_Required action_
Scan the records below. Report the number of lines containing the word "clamped", and nothing more.

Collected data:
↓
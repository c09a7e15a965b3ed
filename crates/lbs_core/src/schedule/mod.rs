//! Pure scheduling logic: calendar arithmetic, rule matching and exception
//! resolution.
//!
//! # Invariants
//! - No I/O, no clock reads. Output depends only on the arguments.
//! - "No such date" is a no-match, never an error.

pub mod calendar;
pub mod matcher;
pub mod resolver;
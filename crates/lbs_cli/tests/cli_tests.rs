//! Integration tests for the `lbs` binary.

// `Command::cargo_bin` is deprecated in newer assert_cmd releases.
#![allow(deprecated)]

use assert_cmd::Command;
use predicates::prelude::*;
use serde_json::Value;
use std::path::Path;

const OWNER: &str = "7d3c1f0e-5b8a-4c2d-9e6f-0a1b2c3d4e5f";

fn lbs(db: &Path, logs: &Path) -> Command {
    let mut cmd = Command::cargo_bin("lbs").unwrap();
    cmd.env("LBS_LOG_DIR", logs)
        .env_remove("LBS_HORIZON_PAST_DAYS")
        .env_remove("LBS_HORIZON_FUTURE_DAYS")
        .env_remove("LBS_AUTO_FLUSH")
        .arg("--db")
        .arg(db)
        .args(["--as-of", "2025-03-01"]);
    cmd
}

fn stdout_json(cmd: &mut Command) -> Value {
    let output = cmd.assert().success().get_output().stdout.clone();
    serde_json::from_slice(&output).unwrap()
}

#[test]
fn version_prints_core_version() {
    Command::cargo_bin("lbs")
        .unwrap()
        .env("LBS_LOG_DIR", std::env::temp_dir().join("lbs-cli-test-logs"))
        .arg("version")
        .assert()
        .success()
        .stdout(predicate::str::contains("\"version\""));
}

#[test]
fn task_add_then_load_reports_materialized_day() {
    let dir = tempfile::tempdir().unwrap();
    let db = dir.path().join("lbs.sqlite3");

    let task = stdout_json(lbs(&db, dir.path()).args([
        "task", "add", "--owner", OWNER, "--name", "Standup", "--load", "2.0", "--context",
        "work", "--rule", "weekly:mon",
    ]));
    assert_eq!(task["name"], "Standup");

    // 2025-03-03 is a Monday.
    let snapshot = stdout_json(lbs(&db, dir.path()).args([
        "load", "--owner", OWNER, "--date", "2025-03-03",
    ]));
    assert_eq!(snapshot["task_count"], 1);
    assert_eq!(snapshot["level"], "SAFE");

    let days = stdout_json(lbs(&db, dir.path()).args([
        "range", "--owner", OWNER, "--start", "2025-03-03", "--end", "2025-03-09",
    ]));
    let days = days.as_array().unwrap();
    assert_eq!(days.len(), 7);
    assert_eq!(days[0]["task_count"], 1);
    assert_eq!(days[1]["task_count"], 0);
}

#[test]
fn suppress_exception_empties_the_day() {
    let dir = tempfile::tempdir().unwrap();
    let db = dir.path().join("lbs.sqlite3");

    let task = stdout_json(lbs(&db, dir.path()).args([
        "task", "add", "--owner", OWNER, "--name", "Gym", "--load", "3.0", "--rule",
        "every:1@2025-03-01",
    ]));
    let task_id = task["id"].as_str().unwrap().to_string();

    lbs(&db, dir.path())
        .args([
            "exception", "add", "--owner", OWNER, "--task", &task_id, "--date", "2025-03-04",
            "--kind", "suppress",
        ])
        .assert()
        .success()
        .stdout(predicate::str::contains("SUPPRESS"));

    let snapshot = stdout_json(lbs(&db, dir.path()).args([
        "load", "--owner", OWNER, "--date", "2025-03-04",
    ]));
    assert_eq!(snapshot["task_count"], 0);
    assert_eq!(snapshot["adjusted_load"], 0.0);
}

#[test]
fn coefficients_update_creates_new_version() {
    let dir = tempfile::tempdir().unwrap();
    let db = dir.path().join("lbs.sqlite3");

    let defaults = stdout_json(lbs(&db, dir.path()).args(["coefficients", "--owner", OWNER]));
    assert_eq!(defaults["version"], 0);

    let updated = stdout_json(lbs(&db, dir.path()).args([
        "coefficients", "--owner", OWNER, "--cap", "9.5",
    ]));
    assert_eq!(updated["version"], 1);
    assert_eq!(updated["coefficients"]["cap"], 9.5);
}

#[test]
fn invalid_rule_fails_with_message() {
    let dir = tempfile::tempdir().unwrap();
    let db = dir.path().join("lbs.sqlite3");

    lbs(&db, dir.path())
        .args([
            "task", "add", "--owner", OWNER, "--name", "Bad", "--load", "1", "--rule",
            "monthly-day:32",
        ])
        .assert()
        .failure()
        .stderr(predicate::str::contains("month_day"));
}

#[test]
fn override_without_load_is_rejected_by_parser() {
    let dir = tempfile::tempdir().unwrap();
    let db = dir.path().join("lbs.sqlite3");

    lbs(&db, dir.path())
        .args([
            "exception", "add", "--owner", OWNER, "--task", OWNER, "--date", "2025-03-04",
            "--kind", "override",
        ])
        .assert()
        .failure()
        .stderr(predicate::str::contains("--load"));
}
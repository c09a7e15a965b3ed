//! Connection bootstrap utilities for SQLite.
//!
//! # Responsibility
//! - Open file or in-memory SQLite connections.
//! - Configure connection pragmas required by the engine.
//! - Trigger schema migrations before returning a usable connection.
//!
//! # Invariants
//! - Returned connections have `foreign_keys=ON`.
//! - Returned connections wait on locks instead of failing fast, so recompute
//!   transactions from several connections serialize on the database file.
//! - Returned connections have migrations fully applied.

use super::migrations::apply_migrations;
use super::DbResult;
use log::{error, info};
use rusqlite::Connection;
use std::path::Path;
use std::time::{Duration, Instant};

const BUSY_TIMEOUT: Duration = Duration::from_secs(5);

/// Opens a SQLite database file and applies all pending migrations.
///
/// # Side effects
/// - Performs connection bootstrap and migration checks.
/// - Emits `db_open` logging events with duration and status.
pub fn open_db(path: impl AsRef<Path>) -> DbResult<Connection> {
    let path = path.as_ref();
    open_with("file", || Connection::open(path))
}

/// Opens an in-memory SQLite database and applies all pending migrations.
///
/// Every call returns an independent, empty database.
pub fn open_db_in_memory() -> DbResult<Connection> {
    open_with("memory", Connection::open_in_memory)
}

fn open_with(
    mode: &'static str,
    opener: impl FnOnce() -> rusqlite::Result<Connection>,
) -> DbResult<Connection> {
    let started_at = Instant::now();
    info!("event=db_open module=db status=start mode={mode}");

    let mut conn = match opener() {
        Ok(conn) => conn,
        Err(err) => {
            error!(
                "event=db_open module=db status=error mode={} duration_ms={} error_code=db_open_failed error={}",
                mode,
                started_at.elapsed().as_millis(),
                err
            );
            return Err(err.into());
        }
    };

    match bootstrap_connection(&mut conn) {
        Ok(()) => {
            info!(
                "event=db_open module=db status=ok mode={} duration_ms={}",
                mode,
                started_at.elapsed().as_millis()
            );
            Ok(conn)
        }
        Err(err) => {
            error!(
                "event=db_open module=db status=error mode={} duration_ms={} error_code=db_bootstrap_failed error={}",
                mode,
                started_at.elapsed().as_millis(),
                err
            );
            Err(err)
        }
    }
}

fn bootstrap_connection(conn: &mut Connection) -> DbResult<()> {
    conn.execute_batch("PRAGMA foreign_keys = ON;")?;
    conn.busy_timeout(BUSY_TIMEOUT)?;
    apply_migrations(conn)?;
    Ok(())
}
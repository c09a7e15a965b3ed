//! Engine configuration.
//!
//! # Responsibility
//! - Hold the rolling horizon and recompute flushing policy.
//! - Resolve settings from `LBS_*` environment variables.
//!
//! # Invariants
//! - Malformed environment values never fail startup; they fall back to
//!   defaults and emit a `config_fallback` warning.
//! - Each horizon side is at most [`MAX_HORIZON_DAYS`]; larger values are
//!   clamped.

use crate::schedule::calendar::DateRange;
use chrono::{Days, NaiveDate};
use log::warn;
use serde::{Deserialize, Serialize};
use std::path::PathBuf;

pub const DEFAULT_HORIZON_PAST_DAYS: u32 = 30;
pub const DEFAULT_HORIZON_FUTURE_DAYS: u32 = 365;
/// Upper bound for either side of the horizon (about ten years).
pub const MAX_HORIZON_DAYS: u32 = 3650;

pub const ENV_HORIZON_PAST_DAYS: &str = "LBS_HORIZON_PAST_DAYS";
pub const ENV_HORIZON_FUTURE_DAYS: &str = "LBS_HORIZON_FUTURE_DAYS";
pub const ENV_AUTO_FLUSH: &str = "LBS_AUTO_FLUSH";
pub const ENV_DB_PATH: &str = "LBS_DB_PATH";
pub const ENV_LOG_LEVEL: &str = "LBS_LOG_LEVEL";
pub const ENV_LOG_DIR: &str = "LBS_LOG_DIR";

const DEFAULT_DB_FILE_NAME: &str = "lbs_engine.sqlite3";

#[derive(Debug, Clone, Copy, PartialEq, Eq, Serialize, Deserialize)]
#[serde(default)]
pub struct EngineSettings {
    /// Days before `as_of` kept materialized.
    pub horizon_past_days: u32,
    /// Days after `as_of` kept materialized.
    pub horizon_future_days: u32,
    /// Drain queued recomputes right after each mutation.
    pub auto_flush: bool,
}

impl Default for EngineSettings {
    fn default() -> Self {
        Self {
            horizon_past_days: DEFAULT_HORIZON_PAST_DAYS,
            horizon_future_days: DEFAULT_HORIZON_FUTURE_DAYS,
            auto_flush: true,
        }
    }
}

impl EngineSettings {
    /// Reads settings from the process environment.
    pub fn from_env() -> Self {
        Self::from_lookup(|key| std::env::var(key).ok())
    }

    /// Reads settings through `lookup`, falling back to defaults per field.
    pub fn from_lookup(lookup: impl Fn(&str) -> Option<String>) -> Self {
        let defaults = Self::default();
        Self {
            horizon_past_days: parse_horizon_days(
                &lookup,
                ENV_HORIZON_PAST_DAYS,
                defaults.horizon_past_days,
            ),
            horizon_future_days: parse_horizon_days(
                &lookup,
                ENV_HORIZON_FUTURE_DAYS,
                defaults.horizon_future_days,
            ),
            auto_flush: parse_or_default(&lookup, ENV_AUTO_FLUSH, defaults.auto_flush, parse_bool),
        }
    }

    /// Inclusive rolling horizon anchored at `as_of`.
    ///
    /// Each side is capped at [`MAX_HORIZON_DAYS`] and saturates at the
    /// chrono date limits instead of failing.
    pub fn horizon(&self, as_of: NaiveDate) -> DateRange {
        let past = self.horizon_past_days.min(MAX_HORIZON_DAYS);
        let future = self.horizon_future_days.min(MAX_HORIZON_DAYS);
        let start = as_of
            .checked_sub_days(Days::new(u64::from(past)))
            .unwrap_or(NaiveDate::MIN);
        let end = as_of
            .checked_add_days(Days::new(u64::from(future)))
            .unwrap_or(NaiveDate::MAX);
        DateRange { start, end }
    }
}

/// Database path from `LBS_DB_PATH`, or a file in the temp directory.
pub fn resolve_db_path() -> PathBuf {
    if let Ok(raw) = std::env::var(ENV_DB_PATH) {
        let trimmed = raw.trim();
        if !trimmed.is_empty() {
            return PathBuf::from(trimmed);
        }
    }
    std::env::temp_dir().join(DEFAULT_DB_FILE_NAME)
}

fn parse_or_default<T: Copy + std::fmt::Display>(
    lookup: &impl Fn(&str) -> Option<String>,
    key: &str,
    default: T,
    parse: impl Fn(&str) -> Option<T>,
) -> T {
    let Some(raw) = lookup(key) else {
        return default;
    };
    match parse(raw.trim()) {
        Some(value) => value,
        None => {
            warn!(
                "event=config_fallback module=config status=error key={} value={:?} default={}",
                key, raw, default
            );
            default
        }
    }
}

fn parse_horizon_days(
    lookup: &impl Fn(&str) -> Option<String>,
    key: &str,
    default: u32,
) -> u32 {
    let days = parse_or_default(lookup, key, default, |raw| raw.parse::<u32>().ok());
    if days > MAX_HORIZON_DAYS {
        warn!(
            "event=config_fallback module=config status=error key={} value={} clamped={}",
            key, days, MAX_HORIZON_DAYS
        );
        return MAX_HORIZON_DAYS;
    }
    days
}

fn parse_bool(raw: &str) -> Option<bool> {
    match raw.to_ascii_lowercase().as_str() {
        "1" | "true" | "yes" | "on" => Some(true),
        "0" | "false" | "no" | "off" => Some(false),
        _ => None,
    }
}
↑
_Answer to this exercise_
2